Saved data entries:
*** Block opens ***
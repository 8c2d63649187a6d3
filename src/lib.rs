//!
//! An embedded key-value store built as a leveled [Log Structured Merge
//! Tree](https://en.wikipedia.org/wiki/Log-structured_merge-tree).
//!
//! ## Example usage
//! ```
//! use lsm_engine::{Engine, EngineConfig};
//! use tempfile::tempdir;
//!
//! fn main() -> Result<(), Box<dyn std::error::Error>> {
//!     let dir = tempdir()?;
//!     let config = EngineConfig::builder()
//!         .directory(dir.path())
//!         .memtable_capacity(1)
//!         .fan_out(2)
//!         .block_size(2)
//!         .build();
//!
//!     let mut engine = Engine::open(config)?;
//!     engine.add("k1".to_owned(), "v1".to_owned())?;
//!     engine.add("k2".to_owned(), "k2".to_owned())?;
//!     engine.add("k1".to_owned(), "v_1_1".to_owned())?;
//!     let value = engine.get("k1")?;
//!     assert_eq!(value, Some("v_1_1".to_owned()));
//!     Ok(())
//! }
//! ```
//!
//! ## Design
//!
//! `lsm_engine` accepts point inserts of string keys mapped to string values
//! and persists batches of accumulated writes to immutable on-disk sorted
//! runs ("segments").
//!
//! ### Write
//! When a write comes in:
//! * The entry is inserted into the in-memory memtable, overwriting any
//!   prior value for the same key.
//! * If the memtable's size has reached its configured capacity, its
//!   contents are flushed to a new segment at level 0.
//! * If a level now holds as many segments as the configured fan-out, that
//!   level's segments are k-way merged into a single new segment at the
//!   next level, cascading upward for as long as the condition holds.
//!
//! ### Read
//! When a read comes in:
//! * The memtable is checked first; a hit there is always the most recent
//!   write.
//! * Failing that, each level is probed in increasing depth, and within a
//!   level, segments are probed newest-to-oldest (level 0 may hold
//!   overlapping key ranges across multiple flushes, so within-level order
//!   matters). The first hit wins.
//!
//! There is no delete operation and no write-ahead log: this engine favors
//! write throughput over durability across an unclean shutdown (see
//! `SPEC_FULL.md`/`DESIGN.md` in the repository for the full rationale).
//!

mod config;
mod error;
mod filter;
mod memtable;
mod segment;

pub use config::{EngineConfig, EngineConfigBuilder};
pub use error::{EngineError, Result};

use memtable::Memtable;
use segment::Segment;
use std::path::PathBuf;

/// The embedded LSM engine: a memtable plus a growable vector of levels.
pub struct Engine {
    memtable: Memtable,
    levels: Vec<Vec<Segment>>,
    next_sequence: Vec<usize>,
    config: EngineConfig,
}

impl Engine {
    /// Opens (creating if necessary) an engine rooted at
    /// `config.directory`. The memtable and level vector start empty;
    /// reopening a directory containing segments from a prior process does
    /// not recover them (the sparse index and filter are in-memory only —
    /// see `SPEC_FULL.md` §6).
    pub fn open(config: EngineConfig) -> Result<Self> {
        std::fs::create_dir_all(&config.directory)?;
        Ok(Engine {
            memtable: Memtable::new(),
            levels: Vec::new(),
            next_sequence: Vec::new(),
            config,
        })
    }

    /// Inserts or overwrites `key` with `value`. May synchronously flush the
    /// memtable and cascade compactions through one or more levels before
    /// returning.
    pub fn add(&mut self, key: String, value: String) -> Result<()> {
        validate_no_newline(&key, "key")?;
        validate_no_newline(&value, "value")?;

        self.memtable.insert(key, value);
        if self.memtable.len() < self.config.memtable_capacity {
            return Ok(());
        }

        self.flush()?;
        self.cascade()?;
        Ok(())
    }

    /// Looks up `key`, honoring the most recent write: memtable, then level
    /// 0 newest-to-oldest, then level 1 newest-to-oldest, and so on.
    pub fn get(&self, key: &str) -> Result<Option<String>> {
        if let Some(value) = self.memtable.get(key) {
            return Ok(Some(value.clone()));
        }

        for level in &self.levels {
            for segment in level.iter().rev() {
                if let Some(value) = segment.get(key)? {
                    return Ok(Some(value));
                }
            }
        }

        Ok(None)
    }

    /// Flushes the memtable to a new level-0 segment. The segment is built
    /// from a borrowed snapshot of the memtable, so a failure here leaves
    /// the memtable untouched; it is only cleared once the segment exists.
    fn flush(&mut self) -> Result<()> {
        let path = self.next_segment_path(0);
        log::debug!(
            "flushing memtable ({} entries) to {}",
            self.memtable.len(),
            path.display()
        );

        let segment = Segment::create_from_memtable(path, self.memtable.iter(), self.config.block_size)?;
        self.ensure_level(0);
        self.levels[0].push(segment);
        self.memtable.clear();
        Ok(())
    }

    /// Cascades compactions upward for as long as a level holds at least
    /// `fan_out` segments. `self.levels[level]` is left untouched until the
    /// merge has actually succeeded, so an I/O or corruption error from
    /// `create_from_merge` never orphans previously-flushed segments: on
    /// error the level's segments are exactly as they were before this call.
    fn cascade(&mut self) -> Result<()> {
        let mut level = 0;
        while self.levels.get(level).map_or(false, |l| l.len() >= self.config.fan_out) {
            self.ensure_level(level + 1);
            let path = self.next_segment_path(level + 1);

            log::info!(
                "cascading {} segments from level {} into level {} ({})",
                self.levels[level].len(),
                level,
                level + 1,
                path.display()
            );

            let merged = Segment::create_from_merge(path, &self.levels[level], self.config.block_size)?;
            self.levels[level].clear();
            self.levels[level + 1].push(merged);
            level += 1;
        }
        Ok(())
    }

    fn ensure_level(&mut self, level: usize) {
        while self.levels.len() <= level {
            self.levels.push(Vec::new());
            self.next_sequence.push(0);
        }
    }

    fn next_segment_path(&mut self, level: usize) -> PathBuf {
        self.ensure_level(level);
        let sequence = self.next_sequence[level];
        self.next_sequence[level] += 1;
        self.config.directory.join(format!("{}_{}.seg", level, sequence))
    }
}

fn validate_no_newline(s: &str, context: &str) -> Result<()> {
    if s.as_bytes().contains(&b'\n') {
        return Err(EngineError::InvalidInput {
            context: context.to_owned(),
        });
    }
    Ok(())
}

#[cfg(test)]
mod tests {
    use super::*;
    use rand::distributions::Alphanumeric;
    use rand::rngs::StdRng;
    use rand::seq::SliceRandom;
    use rand::{Rng, SeedableRng};
    use std::collections::HashMap;
    use tempfile::tempdir;

    fn engine(dir: &std::path::Path, capacity: usize, fan_out: usize, block_size: usize) -> Engine {
        let config = EngineConfig::builder()
            .directory(dir)
            .memtable_capacity(capacity)
            .fan_out(fan_out)
            .block_size(block_size)
            .build();
        Engine::open(config).unwrap()
    }

    fn random_string(rng: &mut StdRng, len: usize) -> String {
        rng.sample_iter(&Alphanumeric).take(len).map(char::from).collect()
    }

    #[test]
    fn basic_read_your_writes() -> Result<()> {
        let dir = tempdir().unwrap();
        let mut lsm = engine(dir.path(), 3, 4, 8);
        lsm.add("k1".to_owned(), "v1".to_owned())?;
        lsm.add("k2".to_owned(), "v2".to_owned())?;
        lsm.add("k3".to_owned(), "v3".to_owned())?;

        for (k, v) in [("k1", "v1"), ("k2", "v2"), ("k3", "v3")] {
            assert_eq!(lsm.get(k)?, Some(v.to_owned()));
        }
        Ok(())
    }

    #[test]
    fn overwrite_across_a_flush() -> Result<()> {
        let dir = tempdir().unwrap();
        let mut lsm = engine(dir.path(), 2, 3, 2);

        lsm.add("k1".to_owned(), "v1".to_owned())?;
        lsm.add("k2".to_owned(), "k2".to_owned())?;
        lsm.add("k1".to_owned(), "v_1_1".to_owned())?;
        lsm.add("k3".to_owned(), "v3".to_owned())?;

        assert_eq!(lsm.get("k1")?, Some("v_1_1".to_owned()));
        Ok(())
    }

    #[test]
    fn absence_for_never_inserted_keys() -> Result<()> {
        let dir = tempdir().unwrap();
        let mut lsm = engine(dir.path(), 100, 3, 50);
        let mut rng: StdRng = SeedableRng::seed_from_u64(7);

        for _ in 0..1000 {
            lsm.add(random_string(&mut rng, 10), random_string(&mut rng, 10))?;
        }

        for _ in 0..1000 {
            // distinct length from inserted keys, so it can never collide
            let key = random_string(&mut rng, 32);
            assert_eq!(lsm.get(&key)?, None);
        }
        Ok(())
    }

    #[test]
    fn newline_in_key_or_value_is_rejected() {
        let dir = tempdir().unwrap();
        let mut lsm = engine(dir.path(), 4, 4, 4);
        assert!(lsm.add("bad\nkey".to_owned(), "v".to_owned()).is_err());
        assert!(lsm.add("k".to_owned(), "bad\nvalue".to_owned()).is_err());
    }

    /// §7: "No partial state is exposed" for a failing flush/cascade.
    /// Forces the level-0-into-level-1 cascade to fail by pre-creating a
    /// directory at the exact path the merge would open for writing, then
    /// checks that every key already flushed to level 0 is still readable
    /// afterward — the level's segments must not be dropped until the merge
    /// actually succeeds.
    #[test]
    fn failed_cascade_does_not_lose_previously_flushed_keys() -> Result<()> {
        let dir = tempdir().unwrap();
        let mut lsm = engine(dir.path(), 2, 2, 2);

        lsm.add("k1".to_owned(), "v1".to_owned())?;
        // Flushes to level 0's first segment ("0_0.seg"); one segment is
        // below fan_out, so no cascade yet.
        lsm.add("k2".to_owned(), "v2".to_owned())?;
        // Memtable-only; no flush yet.
        lsm.add("k3".to_owned(), "v3".to_owned())?;

        // The next flush will bring level 0 to `fan_out` (2) segments and
        // trigger, in that same `add` call, a cascade into level 1,
        // sequence 0: "1_0.seg". Block that path with a directory first so
        // the merge's file-create fails.
        std::fs::create_dir(dir.path().join("1_0.seg")).unwrap();

        let result = lsm.add("k4".to_owned(), "v4".to_owned());
        assert!(result.is_err(), "cascade should have failed on the blocked path");

        // Every previously-flushed key must still be reachable: level 0's
        // two segments were never cleared, since the merge never succeeded.
        assert_eq!(lsm.get("k1")?, Some("v1".to_owned()));
        assert_eq!(lsm.get("k2")?, Some("v2".to_owned()));
        assert_eq!(lsm.get("k3")?, Some("v3".to_owned()));
        assert_eq!(lsm.get("k4")?, Some("v4".to_owned()));
        Ok(())
    }

    /// S4 from spec.md §8: forced cascades at tiny thresholds. Run under
    /// `test-log` so flush/cascade `log` output is visible with
    /// `RUST_LOG=debug cargo test`.
    #[test_log::test]
    fn tiny_thresholds_force_cascades() -> Result<()> {
        let dir = tempdir().unwrap();
        let mut lsm = engine(dir.path(), 2, 2, 1);

        lsm.add("b".to_owned(), "1".to_owned())?;
        lsm.add("a".to_owned(), "2".to_owned())?;
        lsm.add("b".to_owned(), "3".to_owned())?;
        lsm.add("c".to_owned(), "4".to_owned())?;
        lsm.add("a".to_owned(), "5".to_owned())?;
        lsm.add("d".to_owned(), "6".to_owned())?;

        assert_eq!(lsm.get("a")?, Some("5".to_owned()));
        assert_eq!(lsm.get("b")?, Some("3".to_owned()));
        assert_eq!(lsm.get("c")?, Some("4".to_owned()));
        assert_eq!(lsm.get("d")?, Some("6".to_owned()));
        assert_eq!(lsm.get("e")?, None);
        Ok(())
    }

    /// S1/S2/S3 from spec.md §8, combined into one randomized run.
    #[test]
    fn randomized_inserts_are_always_readable_and_tracked() -> Result<()> {
        let dir = tempdir().unwrap();
        let mut lsm = engine(dir.path(), 100, 3, 50);
        let mut rng: StdRng = SeedableRng::seed_from_u64(20);

        let dataset: Vec<(String, String)> = (0..1000)
            .map(|i| (format!("k{}", i), format!("v{}", i)))
            .collect();
        let mut seen: HashMap<&str, &str> = HashMap::new();

        for (key, value) in &dataset {
            lsm.add(key.clone(), value.clone())?;
            seen.insert(key, value);

            let (random_key, _) = dataset.choose(&mut rng).unwrap();
            let expected = seen.get(random_key.as_str()).map(|v| v.to_string());
            assert_eq!(lsm.get(random_key)?, expected);
        }

        for (key, value) in &dataset {
            assert_eq!(lsm.get(key)?, Some(value.clone()));
        }
        Ok(())
    }
}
*** Block closes ***
**TASK DIRECTIONS**: Output, from the data above, the lines from the line with "#[test_log::test]" to the line with "let mut seen: HashMap<&str, &str>" exactly as they stand, both ends included and nothing else.

**RESPONSE AREA**:
    #[test_log::test]
    fn tiny_thresholds_force_cascades() -> Result<()> {
        let dir = tempdir().unwrap();
        let mut lsm = engine(dir.path(), 2, 2, 1);

        lsm.add("b".to_owned(), "1".to_owned())?;
        lsm.add("a".to_owned(), "2".to_owned())?;
        lsm.add("b".to_owned(), "3".to_owned())?;
        lsm.add("c".to_owned(), "4".to_owned())?;
        lsm.add("a".to_owned(), "5".to_owned())?;
        lsm.add("d".to_owned(), "6".to_owned())?;

        assert_eq!(lsm.get("a")?, Some("5".to_owned()));
        assert_eq!(lsm.get("b")?, Some("3".to_owned()));
        assert_eq!(lsm.get("c")?, Some("4".to_owned()));
        assert_eq!(lsm.get("d")?, Some("6".to_owned()));
        assert_eq!(lsm.get("e")?, None);
        Ok(())
    }

    /// S1/S2/S3 from spec.md §8, combined into one randomized run.
    #[test]
    fn randomized_inserts_are_always_readable_and_tracked() -> Result<()> {
        let dir = tempdir().unwrap();
        let mut lsm = engine(dir.path(), 100, 3, 50);
        let mut rng: StdRng = SeedableRng::seed_from_u64(20);

        let dataset: Vec<(String, String)> = (0..1000)
            .map(|i| (format!("k{}", i), format!("v{}", i)))
            .collect();
        let mut seen: HashMap<&str, &str> = HashMap::new();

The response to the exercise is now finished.